Your goal
The lines from the start of the listing through the line containing "pub fn insert(&mut" should be printed exactly, and no other lines should be printed.

Excerpted data

impl MetadataCatalog {
    pub fn new() -> Self {
        Self::default()
    }

    /// Add a table, replacing any previous description with the same name
    pub fn with_table(mut self, table: TableMetadata) -> Self {
        self.insert(table);
        self
    }

    pub fn insert(&mut self, table: TableMetadata) {
        match self.tables.iter_mut().find(|t| t.name == table.name) {
            Some(existing) => *existing = table,
            None => self.tables.push(table),
        }
    }

    /// Read and parse a metadata file
    pub fn load(path: impl AsRef<Path>, case_sensitive: bool) -> Result<Self> {
        let path = path.as_ref();
        if !path.exists() {
            return Err(EngineError::metadata(format!(
                "Metadata file '{}' not found",
                path.display()
            )));
        }

        let doc = document::parse_file(path, case_sensitive).map_err(|e| {
            EngineError::metadata(format!("Cannot read '{}': {}", path.display(), e))
        })?;
        Self::from_document(&doc)
    }

    /// Build from an already parsed metadata document
    pub fn from_document(doc: &Document) -> Result<Self> {
        let root = match doc {
            Document::Object(map) => map,
            Document::Null => return Ok(Self::new()),
            _ => return Err(EngineError::metadata("Metadata root must be an object")),
        };

        let mut catalog = Self::new();
        for (name, entry) in root.iter() {
            catalog.insert(TableMetadata::from_document(name, entry)?);
        }
        Ok(catalog)
    }

    /// Serialize in the metadata file format
    pub fn to_document(&self) -> Document {
        let map: DocumentMap = self
            .tables
            .iter()
            .map(|t| (t.name.clone(), t.to_document()))
            .collect();
        Document::Object(map)
    }

    /// Write the metadata file, creating parent directories as needed
    pub fn write_to(&self, path: impl AsRef<Path>) -> Result<()> {
        write_document(path.as_ref(), &self.to_document())
    }

    /// Copy display labels onto the matching columns
    pub fn attach_labels(&mut self, labels: &LabelCatalog) {
        for table in &mut self.tables {
            for column in &mut table.columns {
                column.label = labels.label(&table.name, &column.name).map(str::to_string);
            }
        }
    }

    pub fn tables(&self) -> Vec<&str> {
        self.tables.iter().map(|t| t.name.as_str()).collect()
    }

    pub fn contains(&self, table: &str) -> bool {
        let name = canonical_name(table);
        self.tables.iter().any(|t| t.name == name)
    }

    pub fn table(&self, table: &str) -> Result<&TableMetadata> {
        let name = canonical_name(table);
        self.tables
            .iter()
            .find(|t| t.name == name)
            .ok_or_else(|| EngineError::unknown_table(&name))
    }

    pub fn primary_key(&self, table: &str) -> Result<Option<&str>> {
        Ok(self.table(table)?.primary_key.as_deref())
    }

    pub fn sequence_name(&self, table: &str) -> Result<Option<&str>> {
        Ok(self.table(table)?.sequence.as_deref())
    }

    /// Columns in source order, with labels when a label catalog was attached
    pub fn columns(&self, table: &str) -> Result<&[ColumnMetadata]> {
        Ok(&self.table(table)?.columns)
    }

    pub fn column_names(&self, table: &str) -> Result<Vec<&str>> {
        Ok(self.table(table)?.column_names())
    }

    /// Foreign-key column to referenced table, in declaration order
    pub fn referenced_tables(&self, table: &str) -> Result<&[ForeignKey]> {
        Ok(&self.table(table)?.foreign_keys)
    }

    pub fn column_types(&self, table: &str) -> Result<Vec<(&str, SqlType)>> {
        Ok(self
            .columns(table)?
            .iter()
            .map(|c| (c.name.as_str(), c.sql_type()))
            .collect())
    }

    pub fn column_lengths(&self, table: &str) -> Result<Vec<(&str, i32)>> {
        Ok(self
            .columns(table)?
            .iter()
            .map(|c| (c.name.as_str(), c.length))
            .collect())
    }

    pub fn column_not_null(&self, table: &str) -> Result<Vec<(&str, bool)>> {
        Ok(self
            .columns(table)?
            .iter()
            .map(|c| (c.name.as_str(), c.not_null))
            .collect())
    }
}

fn non_empty(value: &str) -> Option<String> {
    let value = canonical_name(value);
    if value.is_empty() { None } else { Some(value) }
}

fn text_field(map: &DocumentMap, key: &str) -> Option<String> {
    map.get(key).and_then(Document::to_text)
}

fn int_field(table: &str, column: &str, map: &DocumentMap, key: &str) -> Result<i32> {
    match text_field(map, key) {
        None => Ok(0),
        Some(text) if text.trim().is_empty() => Ok(0),
        Some(text) => text.trim().parse::<i32>().map_err(|_| {
            EngineError::metadata(format!(
                "Invalid '{}' value '{}' for column '{}.{}'",
                key, text, table, column
            ))
        }),
    }
}

#[cfg(test)]
mod tests {
    use super::*;
    use crate::types::codes;

    const METADATA: &str = r#"{
        "Customer": {
            "sequence": "",
            "primary_key": "ID",
            "columns": [
                {"name": "id", "type": "integer", "data_type": "4", "type_name": "INTEGER", "length": "10", "not_null": "true"},
                {"name": "Name", "type": "string", "data_type": "12", "type_name": "VARCHAR", "length": "60", "not_null": "false"}
            ],
            "foreign_key": {}
        },
        "order": {
            "sequence": "gen_order_id",
            "primary_key": "id",
            "columns": [
                {"name": "id", "data_type": "4", "type_name": "INTEGER", "length": "10", "not_null": "true"},
                {"name": "customer_id", "data_type": "4", "type_name": "INTEGER", "length": "10", "not_null": "false"},
                {"name": "issued_at", "data_type": "93", "type_name": "TIMESTAMP", "length": "19", "not_null": "false"}
            ],
            "foreign_key": {"customer_id": "customer"}
        }
    }"#;

    fn catalog() -> MetadataCatalog {
        let doc = document::parse(METADATA, false).unwrap();
        MetadataCatalog::from_document(&doc).unwrap()
    }

    // =========================================================================
    // Loading Tests
    // =========================================================================

    #[test]
    fn test_tables_in_file_order() {
        assert_eq!(catalog().tables(), vec!["customer", "order"]);
    }

    #[test]
    fn test_primary_key_and_sequence() {
        let catalog = catalog();
        assert_eq!(catalog.primary_key("customer").unwrap(), Some("id"));
        assert_eq!(catalog.sequence_name("customer").unwrap(), None);
        assert_eq!(catalog.sequence_name("ORDER").unwrap(), Some("gen_order_id"));
    }

    #[test]
    fn test_lookup_is_trimmed_and_lower_cased() {
        let catalog = catalog();
        assert!(catalog.table("  CUSTOMER ").is_ok());
        assert!(catalog.contains("Order"));
    }

    #[test]
    fn test_columns_parsed() {
        let catalog = catalog();
        let columns = catalog.columns("customer").unwrap();
        assert_eq!(columns.len(), 2);
        assert_eq!(columns[0].name, "id");
        assert_eq!(columns[0].data_type, codes::INTEGER);
        assert!(columns[0].not_null);
        assert_eq!(columns[1].name, "name");
        assert_eq!(columns[1].length, 60);
        assert_eq!(columns[1].sql_type(), SqlType::String);
    }

    #[test]
    fn test_column_names_match_columns() {
        let catalog = catalog();
        for table in catalog.tables() {
            let names = catalog.column_names(table).unwrap();
            let columns = catalog.columns(table).unwrap();
            assert_eq!(names.len(), columns.len());
            for (name, column) in names.iter().zip(columns) {
                assert_eq!(*name, column.name);
            }
        }
    }

    #[test]
    fn test_referenced_tables() {
        let catalog = catalog();
        let keys = catalog.referenced_tables("order").unwrap();
        assert_eq!(
            keys,
            &[ForeignKey {
                column: "customer_id".to_string(),
                table: "customer".to_string()
            }]
        );
        assert!(catalog.referenced_tables("customer").unwrap().is_empty());
    }

    #[test]
    fn test_typed_accessors() {
        let catalog = catalog();
        let types = catalog.column_types("order").unwrap();
        assert_eq!(types[2], ("issued_at", SqlType::Timestamp));
        let lengths = catalog.column_lengths("order").unwrap();
        assert_eq!(lengths[0], ("id", 10));
        let not_null = catalog.column_not_null("order").unwrap();
        assert_eq!(not_null, vec![("id", true), ("customer_id", false), ("issued_at", false)]);
    }

    // =========================================================================
    // Error Tests
    // =========================================================================

    #[test]
    fn test_unknown_table() {
        let err = catalog().columns("invoice").unwrap_err();
        assert!(matches!(err, EngineError::Metadata(_)));
        assert!(err.to_string().contains("invoice"));
    }

    #[test]
    fn test_missing_file() {
        let err = MetadataCatalog::load("/nonexistent/metadata.json", false).unwrap_err();
        assert!(matches!(err, EngineError::Metadata(_)));
        assert!(err.to_string().contains("not found"));
    }

    #[test]
    fn test_invalid_column_number() {
        let doc = document::parse(
            r#"{"t": {"primary_key": "id", "columns": [{"name": "id", "data_type": "int"}]}}"#,
            false,
        )
        .unwrap();
        let err = MetadataCatalog::from_document(&doc).unwrap_err();
        assert!(err.to_string().contains("data_type"));
    }

    #[test]
    fn test_root_must_be_object() {
        let doc = document::parse(r#"[{"a": "b"}]"#, false).unwrap();
        assert!(MetadataCatalog::from_document(&doc).is_err());
    }

    // =========================================================================
    // Builder and Writer Tests
    // =========================================================================

    #[test]
    fn test_builder_canonicalizes() {
        let table = TableMetadata::new(" Invoice ")
            .primary_key("ID")
            .sequence("")
            .column(ColumnMetadata::new("ID", codes::INTEGER).not_null())
            .foreign_key("Customer_ID", "CUSTOMER");

        assert_eq!(table.name, "invoice");
        assert_eq!(table.primary_key.as_deref(), Some("id"));
        assert_eq!(table.sequence, None);
        assert_eq!(table.foreign_keys[0].column, "customer_id");
        assert!(table.find_column("Id").is_some());
    }

    #[test]
    fn test_to_document_round_trip() {
        let original = catalog();
        let text = original.to_document().to_string();
        let reparsed = MetadataCatalog::from_document(&document::parse(&text, false).unwrap()).unwrap();
        assert_eq!(reparsed, original);
    }

    #[test]
    fn test_to_document_writes_strings() {
        let doc = catalog().to_document();
        let column = &doc.get("order").unwrap().get("columns").unwrap().as_array().unwrap()[2];
        assert_eq!(column.get("data_type"), Some(&Document::from("93")));
        assert_eq!(column.get("type"), Some(&Document::from("timestamp")));
        assert_eq!(column.get("not_null"), Some(&Document::from("false")));
    }

    #[test]
    fn test_insert_replaces_table() {
        let mut catalog = catalog();
        catalog.insert(TableMetadata::new("customer").primary_key("code"));
        assert_eq!(catalog.tables().len(), 2);
        assert_eq!(catalog.primary_key("customer").unwrap(), Some("code"));
    }

    #[test]
    fn test_serialize_table() {
        let table = TableMetadata::new("order").primary_key("id").foreign_key("customer_id", "customer");
        let json = serde_json::to_value(&table).unwrap();
        assert_eq!(json["foreign_keys"]["customer_id"], "customer");
        assert_eq!(json["primary_key"], "id");
    }
}
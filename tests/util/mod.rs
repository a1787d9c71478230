use std::marker::PhantomData;

use serde::{de::Visitor, Deserialize};

pub struct TestSuite<T, E> {
    pub input: T,
    pub expected: E,
}

/// A flat `[input, expected, input, expected, ...]` JSON array.
pub struct TestSuites<T, E>(pub Vec<TestSuite<T, E>>);

impl<'de, T: Deserialize<'de>, E: Deserialize<'de>> Deserialize<'de> for TestSuites<T, E> {
    fn deserialize<D>(deserializer: D) -> Result<Self, D::Error>
    where
        D: serde::Deserializer<'de>,
    {
        struct FlatVisitor<T, E>(PhantomData<(T, E)>);

        impl<'de, T: Deserialize<'de>, E: Deserialize<'de>> Visitor<'de> for FlatVisitor<T, E> {
            type Value = Vec<TestSuite<T, E>>;

            fn expecting(&self, formatter: &mut std::fmt::Formatter) -> std::fmt::Result {
                formatter.write_str("a test suite sequence")
            }

            fn visit_seq<A>(self, mut seq: A) -> Result<Self::Value, A::Error>
            where
                A: serde::de::SeqAccess<'de>,
            {
                let mut res = Vec::new();

                while let Some(a) = seq.next_element::<T>()? {
                    let Some(b) = seq.next_element::<E>()? else {
                        return Err(<A::Error as serde::de::Error>::invalid_length(
                            res.len() * 2 + 1,
                            &"length of even number",
                        ));
                    };
                    res.push(TestSuite {
                        input: a,
                        expected: b,
                    })
                }

                Ok(res)
            }
        }

        deserializer
            .deserialize_seq(FlatVisitor(PhantomData))
            .map(TestSuites)
    }
}

pub fn load<T, E>(json: &'static str) -> Vec<TestSuite<T, E>>
where
    T: Deserialize<'static>,
    E: Deserialize<'static>,
{
    serde_json::from_str::<TestSuites<T, E>>(json).unwrap().0
}

/// Reads the value of a `<string-token>` back from a serialized string,
/// as a CSS tokenizer would.
///
/// `css` must start with `"` or `'`. Returns the value and the remaining input.
/// Input is filtered first, so the returned remainder may differ from the
/// tail of `css` in newlines and NULLs.
///
/// https://drafts.csswg.org/css-syntax-3/#consume-string-token
pub fn consume_string_token(css: &str) -> (String, String) {
    use css_escape::{is_newline, starts_valid_escape};

    let css = css_escape::filter_code_points(css);
    let mut chars = css.char_indices().peekable();

    let Some((_, ending)) = chars.next() else {
        panic!("expect a string token")
    };
    assert!(matches!(ending, '"' | '\''), "expect a string token: {css:?}");

    let mut value = String::new();
    while let Some((i, c)) = chars.next() {
        match c {
            c if c == ending => {
                return (value, css[i + c.len_utf8()..].to_owned());
            }
            c if is_newline(c as u32) => panic!("bad string: {css:?}"),
            '\\' => match chars.peek() {
                None => {}
                Some(&(_, next)) if !starts_valid_escape(c as u32, next as u32) => {
                    chars.next();
                }
                Some(_) => value.push(consume_escaped_code_point(&mut chars)),
            },
            c => value.push(c),
        }
    }

    // EOF
    (value, String::new())
}

/// https://drafts.csswg.org/css-syntax-3/#consume-escaped-code-point
fn consume_escaped_code_point(
    chars: &mut std::iter::Peekable<impl Iterator<Item = (usize, char)>>,
) -> char {
    use css_escape::{
        is_hex_digit, is_lower_than_max_code_point, is_surrogate, is_whitespace,
    };

    let Some((_, first)) = chars.next() else {
        return char::REPLACEMENT_CHARACTER;
    };

    if !is_hex_digit(first as u32) {
        return first;
    }

    let mut n = first.to_digit(16).unwrap();
    let mut len = 1;
    while len < 6 {
        match chars.peek() {
            Some(&(_, d)) if is_hex_digit(d as u32) => {
                chars.next();
                n = n * 16 + d.to_digit(16).unwrap();
                len += 1;
            }
            _ => break,
        }
    }

    if chars.peek().is_some_and(|&(_, c)| is_whitespace(c as u32)) {
        chars.next();
    }

    if n == 0 || is_surrogate(n) || !is_lower_than_max_code_point(n) {
        char::REPLACEMENT_CHARACTER
    } else {
        char::from_u32(n).unwrap()
    }
}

Solution
impl MetadataCatalog {
    pub fn new() -> Self {
        Self::default()
    }

    /// Add a table, replacing any previous description with the same name
    pub fn with_table(mut self, table: TableMetadata) -> Self {
        self.insert(table);
        self
    }

    pub fn insert(&mut self, table: TableMetadata) {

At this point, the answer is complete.